So there was a word for it after all. Some kindly soul at a conference last week, seeing that I was unable to describe the strange digital burbling that took place when you dialled up a database in 1979 and inserted the telephone handset into the accoustic coupler, kindly shouted out the correct expression – the noise was “gribbling” and I was delighted to be reunited with a term which should never have been lost. And it allows me to remark, if I have not lost you already, that it is a mature industry whose terms of art, invented for a purpose, have now fallen into disuse because the processes they describe have become redundant. I expect to have to explain to my children how my typographer’s ruler works, or what slug setting, or galleys, or heavy leading or hot metal meant. The fact that the first generation digital expressions are already themselves redundant (who last saw an accoustic coupler?) tells an important story.

And that story is particularly relevant to the fascinating conference that I was attending. Last week’s seminar on “Ready for Web 3.0?” organized by ALPSP and chaired by Louise Tutton of Publishing Technologies was just what the doctor ordered in terms of curing us of the idea that we still have time to consider whether we embrace the semantic web or not. It is here, and in scholarly publishing terms it is becoming the default embedded value, the new plateau onto which we must all struggle in order to catch our breath while building the next level of value-add which forms the expectation of users coming to grips with a networked information society today. And from the scholarly world it will spread everywhere. I will put my own slides from the introductory scene-setting on this site, but if you can find any of the meaty exemplar presentations from ALPSP (it is worth joining them if they are going to do more sessions of this quality) or elsewhere then please review them carefully. They are worth it.

Particularly noteworthy was a talk by Professor Terri Attwood and Dr Steve Pettifer from the University of Manchester (how good to see a biochemistry informatician and a computer scientist sharing the same platform!). They spoke about Utopia Documents, a next generation document reader developed for the Biochemical Journal which identifies features in PDFs and semantically annotates them, seamlessly connecting documents to online data. All of a sudden we are emerging onto the semantic web stage with very practical and pragmatic demonstrations of the virtues of Linked Data. The message was very clear: go home and mark-up everything you have, for no one now knows what content will need to link to what in a web of increasing linkage universality and complexity. At the very least every one who considers themselves a publisher, and especially a science publisher, should read the review article by Attwood, Pettifer and their colleagues in Biochemical Journal (Calling International Rescue: Knowledge Lost in the Literature and information Landslide  http://www.biochemj.org/bj/424/0317/bj4240317.htm) Incidentally, they cite Amos Bairoch and his reflections on Annotation in Nature Precedings (http://precedings.nature.com/documents/3092/version/1) and this is hugely useful if you can generalize from the problems of biocuration to the chaos that each of us faces in our own domains.

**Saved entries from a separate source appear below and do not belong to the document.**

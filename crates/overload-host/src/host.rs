//! Contracts the override logic consumes from the host simulation.
//!
//! The host owns entity lifetimes, identity assignment, inventories,
//! permissions, view raycasts and chat. None of that is reimplemented here;
//! the override crates only talk to it through these traits. [`SimWorld`]
//! is the in-memory reference implementation used by tests and demos.
//!
//! [`SimWorld`]: crate::world::SimWorld

use serde::{Deserialize, Serialize};

use crate::entity::EntityId;
use crate::identity::{ActorId, EntityKind, OwnerId};
use crate::HostError;

// ---------------------------------------------------------------------------
// Value types
// ---------------------------------------------------------------------------

/// A world-space position.
#[derive(Debug, Clone, Copy, Default, PartialEq, Serialize, Deserialize)]
pub struct Vec3 {
    pub x: f32,
    pub y: f32,
    pub z: f32,
}

impl Vec3 {
    pub const fn new(x: f32, y: f32, z: f32) -> Self {
        Self { x, y, z }
    }
}

/// Presentation flags the marker is switched into.
#[derive(Debug, Clone, Copy, PartialEq, Eq, PartialOrd, Ord, Hash, Serialize, Deserialize)]
pub enum EntityFlag {
    /// The entity renders as powered.
    HasPower,
    /// The entity plays its weak spark effect.
    WeakShorting,
}

/// Result of the actor's view raycast.
#[derive(Debug, Clone, Copy, PartialEq)]
pub struct RayHit {
    /// The entity that was hit.
    pub entity: EntityId,
    /// Distance from the actor's eyes to the hit point.
    pub distance: f32,
}

// ---------------------------------------------------------------------------
// Simulation
// ---------------------------------------------------------------------------

/// Entity access on the live simulation.
///
/// Every per-entity call fails with [`HostError::UnknownEntity`] when the id
/// is not alive. [`despawn`](Simulation::despawn) is the exception: it is
/// idempotent and just reports whether anything was removed.
pub trait Simulation {
    /// Ids of every live generator.
    fn generators(&self) -> Vec<EntityId>;

    /// Classification of a live entity, `None` if it does not exist.
    fn kind(&self, id: EntityId) -> Option<EntityKind>;

    fn position(&self, id: EntityId) -> Result<Vec3, HostError>;

    fn owner(&self, id: EntityId) -> Result<OwnerId, HostError>;

    /// Current power output.
    fn output(&self, id: EntityId) -> Result<i32, HostError>;

    fn set_output(&mut self, id: EntityId, level: i32) -> Result<(), HostError>;

    /// Push the entity's output to everything wired to it.
    fn propagate_outputs(&mut self, id: EntityId) -> Result<(), HostError>;

    fn pickup_enabled(&self, id: EntityId) -> Result<bool, HostError>;

    fn set_pickup_enabled(&mut self, id: EntityId, enabled: bool) -> Result<(), HostError>;

    /// Create and spawn an entity from a prefab at `position`.
    fn create_entity(&mut self, prefab: &str, position: Vec3) -> Result<EntityId, HostError>;

    /// Remove the entity's own destruction triggers (ground checks) and its
    /// collision meshes, so only an explicit kill or its parent's death can
    /// remove it.
    fn strip_destroy_triggers(&mut self, id: EntityId) -> Result<(), HostError>;

    fn set_owner(&mut self, id: EntityId, owner: OwnerId) -> Result<(), HostError>;

    fn set_flag(&mut self, id: EntityId, flag: EntityFlag, on: bool) -> Result<(), HostError>;

    fn set_position(&mut self, id: EntityId, position: Vec3) -> Result<(), HostError>;

    /// Attach `child` under `parent`. Destroying the parent destroys the child.
    fn set_parent(&mut self, child: EntityId, parent: EntityId) -> Result<(), HostError>;

    /// Live children of `id` created from `prefab`.
    fn children(&self, id: EntityId, prefab: &str) -> Vec<EntityId>;

    /// Destroy `id` and its children. Returns `false` if it was already gone.
    fn despawn(&mut self, id: EntityId) -> bool;

    /// Force an immediate network update of `id` and its children.
    fn send_network_update(&mut self, id: EntityId) -> Result<(), HostError>;

    /// Play a one-shot effect at `position`.
    fn run_effect(&mut self, prefab: &str, position: Vec3);
}

// ---------------------------------------------------------------------------
// Actor-facing services
// ---------------------------------------------------------------------------

/// Item inventories keyed by actor and item short name.
pub trait Inventory {
    /// How many of `item` the actor carries. Fails with
    /// [`HostError::UnknownItem`] if no such item definition exists.
    fn amount(&self, actor: ActorId, item: &str) -> Result<u32, HostError>;

    fn take(&mut self, actor: ActorId, item: &str, amount: u32) -> Result<(), HostError>;

    fn give(&mut self, actor: ActorId, item: &str, amount: u32) -> Result<(), HostError>;

    fn is_connected(&self, actor: ActorId) -> bool;
}

/// Named permission grants.
pub trait Permissions {
    fn register_permission(&mut self, permission: &str);

    fn has_permission(&self, actor: ActorId, permission: &str) -> bool;
}

/// What the actor is looking at.
pub trait Targeting {
    /// Unbounded raycast from the actor's eyes; callers apply range limits.
    fn view_target(&self, actor: ActorId) -> Option<RayHit>;
}

/// Plain-text messages to an actor.
pub trait Chat {
    fn send_message(&mut self, actor: ActorId, text: &str);
}

/// Everything the override plugin needs from its host.
pub trait Host: Simulation + Inventory + Permissions + Targeting + Chat {}

impl<T> Host for T where T: Simulation + Inventory + Permissions + Targeting + Chat {}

Two other aspects were intriguing. Utopia Documents had some funding from the European Commission, EPSRC, BBSRC, the University of Manchester and, above all, the BJ’s publisher, Portland Press. One expects the public bodies to do what they should be doing with the taxpayer’s cash: one respects a small publisher putting its money where its value is. And in another session, on the semantic web collaboration between the European Respiratory Society and the American Thoracic Society, called felicitously “Breathing Space”, we heard that the collaborators created some 30% of the citations in respiratory medicine, and that their work had the effect of “helping their authors towards greater visibility”. Since that is why the industry exists, it would seem that the semantic promise  underpins the original publication promise. Publishers should be creating altars for the veneration of St Tim Berners Lee and dedicating devotions to the works Shadbolt and Hall, scholars of Southampton.

Sadly they are not, but coming out of this day of intense knowledge sharing one could not doubt that semantic web, aka Linked Data, had arrived and taken up residence these several years in scientific academe. Now if it will only bite government information and B2B then we shall be on our way. And, as Leigh Dodds of Talis reminded us, we shall have to learn a new language on that way. Alongside new friends like ontologies  and entity recognition and RDF, add RDFa, SKOS (simple knowledge organizing systems to you!), XCRI education mark-up, OpenCalais (go to Thomson Reuters for more), triples, Facebook Open Graph, and Google Rich Snippets. Even that wonderful old hypertext heretic Ted Nelson got quoted later in the day: “Everything is deeply intertwingled”.  And lets remember, this is not a “lets tackle these issues at our own pace when we think the market is ready” sort of problem: it is a “we are sinking under the weight of our own data and the lifeboat was needed yesterday” sort of a problem. Publishers must tackle it: if we learn how to resolve it without intermediaries then we certainly shall not need publishers.